In the previous part of this series (we encourage you to read it; it is available here), we described how economists thought about the first paper money, which started to appear more often in Europe in the 18th century. Unfortunately, politicians and bankers liked the very idea of reprinting banknotes. It caused great inflation. Especially in France …
Inflation is destroying the economy of France
In the previous section, we wrote, inter alia, about the Scottish John Law, who headed the first central bank in the history of France. His monetary policy and economic experiments (all strangely reminiscent of Modern Monetary Theory today) ultimately led to the country’s enormous debt, the Mississippi Company bubble, and high inflation, which in the long run sparked the outbreak of the French Revolution.
What were the real reasons for the revolution of 1789? Of course, in history books you will find a rather naive story about the evil king of France who oppressed his people. But the truth was a little different. Of course, there was then a clear division between society and social classes, but the revolution broke out for a different reason. The country … went bankrupt. Nor was it – which is worth adding – the cost of servicing the manor, as we are often told. These were still – in the context of the entire budget – quite low. The reason for the fall of France was simply the country’s debt as such and the service of that debt.
The French economy was also in a deplorable state then. Still, only 10 percent. the national income went to the maintenance of the famous royal court of Versailles. At the end of the 18th century, more than half of the state budget was spent only on interest on debt. When the king finally stopped paying them back (he had no funds for it), he made enemies, among others in the middle class and the banking community. It was also not the peasants, but the townspeople who started the volt, which went down in history as the French Revolution. In the National Assembly in 1789, nearly half of the people came from this state.

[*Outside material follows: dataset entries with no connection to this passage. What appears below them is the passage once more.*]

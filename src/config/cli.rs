use crate::config::toml_config::ReconConfig;
use crate::domain::model::MergeKey;
use crate::utils::error::Result;
use clap::Parser;
use std::path::Path;

pub const DEFAULT_CONFIG_FILE: &str = "recon.toml";

#[derive(Debug, Clone, Parser)]
#[command(name = "warehouse-etl")]
#[command(about = "Merge two warehouse exports into stock and price upload files")]
pub struct CliArgs {
    /// Path to TOML configuration file (defaults to ./recon.toml when present)
    #[arg(short, long)]
    pub config: Option<String>,

    /// Warehouse export; give it twice, the first one has priority
    #[arg(long = "source", value_name = "FILE")]
    pub sources: Vec<String>,

    /// Download folder holding the exports (zip archives are unpacked)
    #[arg(long, value_name = "DIR")]
    pub inbox: Option<String>,

    /// File with the comma separated list of protected articles
    #[arg(long, value_name = "FILE")]
    pub protected: Option<String>,

    /// Directory the output files are written to
    #[arg(long)]
    pub output_path: Option<String>,

    /// Join key: seller_article or canonical_article
    #[arg(long)]
    pub merge_key: Option<MergeKey>,

    /// Enable verbose output
    #[arg(short, long)]
    pub verbose: bool,

    /// Log as JSON lines
    #[arg(long)]
    pub json_logs: bool,

    /// Log elapsed time and memory per phase
    #[arg(long)]
    pub monitor: bool,

    /// Merge and print a summary without writing any file
    #[arg(long)]
    pub dry_run: bool,
}

impl CliArgs {
    /// 讀取設定檔；未指定時若預設檔不存在則使用內建預設值
    pub fn load_config(&self) -> Result<ReconConfig> {
        let mut config = match &self.config {
            Some(path) => ReconConfig::from_file(path)?,
            None if Path::new(DEFAULT_CONFIG_FILE).exists() => {
                ReconConfig::from_file(DEFAULT_CONFIG_FILE)?
            }
            None => ReconConfig::default(),
        };
        self.apply_to(&mut config);
        Ok(config)
    }

    /// 命令列參數覆蓋設定檔
    pub fn apply_to(&self, config: &mut ReconConfig) {
        if !self.sources.is_empty() {
            config.sources.files = self.sources.clone();
        }
        if let Some(inbox) = &self.inbox {
            config.sources.inbox_dir = inbox.clone();
            if self.sources.is_empty() {
                config.sources.files.clear();
            }
        }
        if let Some(protected) = &self.protected {
            config.protected.path = Some(protected.clone());
        }
        if let Some(output_path) = &self.output_path {
            config.load.output_path = output_path.clone();
        }
        if let Some(merge_key) = self.merge_key {
            config.merge.key = merge_key;
        }
    }

    pub fn monitor_enabled(&self, config: &ReconConfig) -> bool {
        self.monitor || config.monitoring_enabled()
    }
}
use crate::domain::ports::Storage;
use crate::utils::error::Result;
use std::fs;
use std::io::ErrorKind;
use std::path::{Path, PathBuf};

#[derive(Debug, Clone)]
pub struct LocalStorage {
    base_path: String,
}

impl LocalStorage {
    pub fn new(base_path: String) -> Self {
        Self { base_path }
    }

    fn resolve(&self, path: &str) -> PathBuf {
        // 絕對路徑會直接取代 base_path
        Path::new(&self.base_path).join(path)
    }
}

impl Storage for LocalStorage {
    async fn read_file(&self, path: &str) -> Result<Vec<u8>> {
        let data = fs::read(self.resolve(path))?;
        Ok(data)
    }

    async fn write_file(&self, path: &str, data: &[u8]) -> Result<()> {
        let full_path = self.resolve(path);

        if let Some(parent) = full_path.parent() {
            fs::create_dir_all(parent)?;
        }

        fs::write(full_path, data)?;
        Ok(())
    }

    async fn rename_file(&self, from: &str, to: &str) -> Result<()> {
        fs::rename(self.resolve(from), self.resolve(to))?;
        Ok(())
    }

    async fn remove_file(&self, path: &str) -> Result<()> {
        match fs::remove_file(self.resolve(path)) {
            Err(e) if e.kind() != ErrorKind::NotFound => Err(e.into()),
            _ => Ok(()),
        }
    }
}

#[cfg(test)]
mod tests {
    use super::*;
    use tempfile::TempDir;

    #[tokio::test]
    async fn test_write_rename_remove() {
        let dir = TempDir::new().unwrap();
        let storage = LocalStorage::new(dir.path().to_string_lossy().to_string());

        storage.write_file("out/stocks.xlsx.partial", b"data").await.unwrap();
        storage
            .rename_file("out/stocks.xlsx.partial", "out/stocks.xlsx")
            .await
            .unwrap();

        assert_eq!(storage.read_file("out/stocks.xlsx").await.unwrap(), b"data");
        assert!(!dir.path().join("out/stocks.xlsx.partial").exists());

        storage.remove_file("out/stocks.xlsx").await.unwrap();
        // 再次刪除不存在的檔案不算錯誤
        storage.remove_file("out/stocks.xlsx").await.unwrap();
    }

    #[tokio::test]
    async fn test_read_missing_file_is_not_found() {
        let dir = TempDir::new().unwrap();
        let storage = LocalStorage::new(dir.path().to_string_lossy().to_string());

        match storage.read_file("missing.xlsx").await {
            Err(crate::EtlError::IoError(e)) => assert_eq!(e.kind(), ErrorKind::NotFound),
            other => panic!("unexpected result: {:?}", other.map(|d| d.len())),
        }
    }
}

In order to save the economy, however, the stupidest decision was made: new paper money was issued, which theoretically had security in part of the property that had previously been confiscated by the nobility. With what effect? Not very good. One by one, however …
Unfortunately, the revolutionaries may and eventually took over all power (the king, as we know, had a life on the guillotine), but – as it turned out – they did not know the economy. The budget was still full of holes: more was flowing out of it than flowing into it. The new elite was afraid of introducing new taxes, because they already knew what the angry crowd meant. Prices were starting to rise sharply, there was no money to pay the troops that should defend the country from its neighbors, who in turn decided to take advantage of France’s weakness, but also to stop the volts so that it would not spill over to the rest of Europe.
So how do you get out of such a problem? Started up… yes, printing presses again. Only that the new banknotes, however, had no cover in anything. The French produced a pure fiat currency based on belief in an uncertain government.
Effect? Even higher inflation! In 1793, as much as 20 sou was paid for a pound of meat (four years earlier, only 6). The French thought that it was enough to enter maximum prices in response. When they did, the merchandise began to disappear from the stores, and the black market flourished. A Frenchman from Lyons wrote in his diary in late 1793 that “There is no food here even for two days.” A few days later, the situation had already become “Desperate.”
In fact, the coins on the market had completely different values than the nominal ones minted on them. Penny sums had to be printed as banknotes. People also did not want to adopt the revolutionary currency to such an extent that such an offense – reluctance to adopt the French currency – was already punishable by death. But it didn’t help. In 1795, banknotes were already worth only 10 percent. its nominal value (as if today PLN 10 in your wallet is worth PLN 1). The printing presses eventually produced banknotes in the amount of over 45 billion francs.
In the following year, the banknotes were already worth 1 percent. nominal value. The end couldn’t be different. On February 19, the printing presses used to issue money were publicly destroyed. The crisis was brought to an end only by the wars led by Napoleon. As you know, war like nothing else can start the economy …
Everything that happened in France then sparked a worldwide debate about the reasons for the price increases. In the history of economics, this dispute is referred to as the conflict between bullionists and anti-bullionists.
Bullionists vs anti-bullionists
How did the two groups differ? Of course, with your view of money, and more specifically with how money and the attitude of officials and authorities to it affect the markets, especially in terms of a jump or fall in prices.
Anti-bullionists argued that prices were rising not because of faulty monetary policies, but because of wars or crop failures. Robert Torres (who lived in the years 1780-1864) in his work Essay on Money and Paper Currency from 1812 outlined the main assumptions of this idea.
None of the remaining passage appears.